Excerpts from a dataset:
# # # #

//! Price series data types

use serde::de::{self, Visitor};
use serde::{Deserialize, Deserializer, Serialize, Serializer};
use std::fmt;

use crate::PRICE_SENTINEL;

/// Hourly price, known or missing
#[derive(Debug, Clone, Copy, PartialEq)]
pub enum Price {
    /// Price in EUR/MWh as reported upstream
    Known(f64),
    /// No upstream record for the hour
    Unknown,
}

impl Price {
    pub fn is_known(&self) -> bool {
        matches!(self, Price::Known(_))
    }
}

impl From<Option<f64>> for Price {
    fn from(value: Option<f64>) -> Self {
        value.map_or(Price::Unknown, Price::Known)
    }
}

// Existing consumers expect a bare number or the "N/A" string in the same field.
impl Serialize for Price {
    fn serialize<S: Serializer>(&self, serializer: S) -> Result<S::Ok, S::Error> {
        match self {
            Price::Known(v) => serializer.serialize_f64(*v),
            Price::Unknown => serializer.serialize_str(PRICE_SENTINEL),
        }
    }
}

struct PriceVisitor;

impl<'de> Visitor<'de> for PriceVisitor {
    type Value = Price;

    fn expecting(&self, f: &mut fmt::Formatter<'_>) -> fmt::Result {
        write!(f, "a number or the string \"{PRICE_SENTINEL}\"")
    }

    fn visit_f64<E: de::Error>(self, v: f64) -> Result<Price, E> {
        Ok(Price::Known(v))
    }

    fn visit_i64<E: de::Error>(self, v: i64) -> Result<Price, E> {
        Ok(Price::Known(v as f64))
    }

    fn visit_u64<E: de::Error>(self, v: u64) -> Result<Price, E> {
        Ok(Price::Known(v as f64))
    }

    fn visit_str<E: de::Error>(self, v: &str) -> Result<Price, E> {
        if v == PRICE_SENTINEL {
            Ok(Price::Unknown)
        } else {
            Err(E::invalid_value(de::Unexpected::Str(v), &self))
        }
    }

    fn visit_unit<E: de::Error>(self) -> Result<Price, E> {
        Ok(Price::Unknown)
    }

    fn visit_none<E: de::Error>(self) -> Result<Price, E> {
        Ok(Price::Unknown)
    }

    fn visit_some<D: Deserializer<'de>>(self, deserializer: D) -> Result<Price, D::Error> {
        deserializer.deserialize_any(PriceVisitor)
    }
}

impl<'de> Deserialize<'de> for Price {
    fn deserialize<D: Deserializer<'de>>(deserializer: D) -> Result<Self, D::Error> {
        deserializer.deserialize_any(PriceVisitor)
    }
}

/// One hourly slot of a price series
#[derive(Debug, Clone, PartialEq, Serialize, Deserialize)]
pub struct PricePoint {
    pub time: String,
    pub price: Price,
}

/// Upstream price entry keyed by its exact timestamp string
#[derive(Debug, Clone, PartialEq, Serialize, Deserialize)]
pub struct RawPriceRecord {
    pub timestamp: String,
    #[serde(default)]
    pub price: Option<f64>,
}

impl RawPriceRecord {
    pub fn new(timestamp: impl Into<String>, price: f64) -> Self {
        Self { timestamp: timestamp.into(), price: Some(price) }
    }
}

/// Hour-by-hour price series in ascending time order
#[derive(Debug, Clone, Default, PartialEq, Serialize, Deserialize)]
#[serde(transparent)]
pub struct PriceSeries(Vec<PricePoint>);

impl PriceSeries {
    pub fn len(&self) -> usize {
        self.0.len()
    }

    pub fn is_empty(&self) -> bool {
        self.0.is_empty()
    }

    pub fn points(&self) -> &[PricePoint] {
        &self.0
    }

    pub fn iter(&self) -> std::slice::Iter<'_, PricePoint> {
        self.0.iter()
    }

    /// Hour stamps that fell back to the sentinel
    pub fn missing_hours(&self) -> impl Iterator<Item = &str> {
        self.0.iter().filter(|p| !p.price.is_known()).map(|p| p.time.as_str())
    }
}

impl From<Vec<PricePoint>> for PriceSeries {
    fn from(points: Vec<PricePoint>) -> Self {
        Self(points)
    }
}

impl<'a> IntoIterator for &'a PriceSeries {
    type Item = &'a PricePoint;
    type IntoIter = std::slice::Iter<'a, PricePoint>;

    fn into_iter(self) -> Self::IntoIter {
        self.0.iter()
    }
}

#[cfg(test)]
mod tests {
    use super::*;
    use serde_json::json;

    #[test]
    fn test_price_serializes_number_or_sentinel() {
        assert_eq!(serde_json::to_value(Price::Known(45.2)).unwrap(), json!(45.2));
        assert_eq!(serde_json::to_value(Price::Unknown).unwrap(), json!("N/A"));
    }

    #[test]
    fn test_price_deserializes_wire_forms() {
        assert_eq!(serde_json::from_value::<Price>(json!(12)).unwrap(), Price::Known(12.0));
        assert_eq!(serde_json::from_value::<Price>(json!(-3.5)).unwrap(), Price::Known(-3.5));
        assert_eq!(serde_json::from_value::<Price>(json!("N/A")).unwrap(), Price::Unknown);
        assert_eq!(serde_json::from_value::<Price>(json!(null)).unwrap(), Price::Unknown);
        assert!(serde_json::from_value::<Price>(json!("cheap")).is_err());
    }

    #[test]
    fn test_price_point_wire_shape() {
        let point = PricePoint { time: "2024-01-01T00:00:00.000Z".to_string(), price: Price::Unknown };
        assert_eq!(
            serde_json::to_value(&point).unwrap(),
            json!({"time": "2024-01-01T00:00:00.000Z", "price": "N/A"})
        );
    }

    #[test]
    fn test_raw_record_price_is_optional() {
        let record: RawPriceRecord =
            serde_json::from_value(json!({"timestamp": "2024-01-01T00:00:00.000Z"})).unwrap();
        assert_eq!(record.price, None);
    }

    #[test]
    fn test_series_serializes_as_plain_array() {
        let series = PriceSeries::from(vec![PricePoint {
            time: "2024-01-01T00:00:00.000Z".to_string(),
            price: Price::Known(1.5),
        }]);
        assert_eq!(
            serde_json::to_value(&series).unwrap(),
            json!([{"time": "2024-01-01T00:00:00.000Z", "price": 1.5}])
        );
    }
}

# # # #

> **Task instructions**: Say how many of the lines above include the string "RawPriceRecord", and give no other words.

> **Solution to the problem**: 3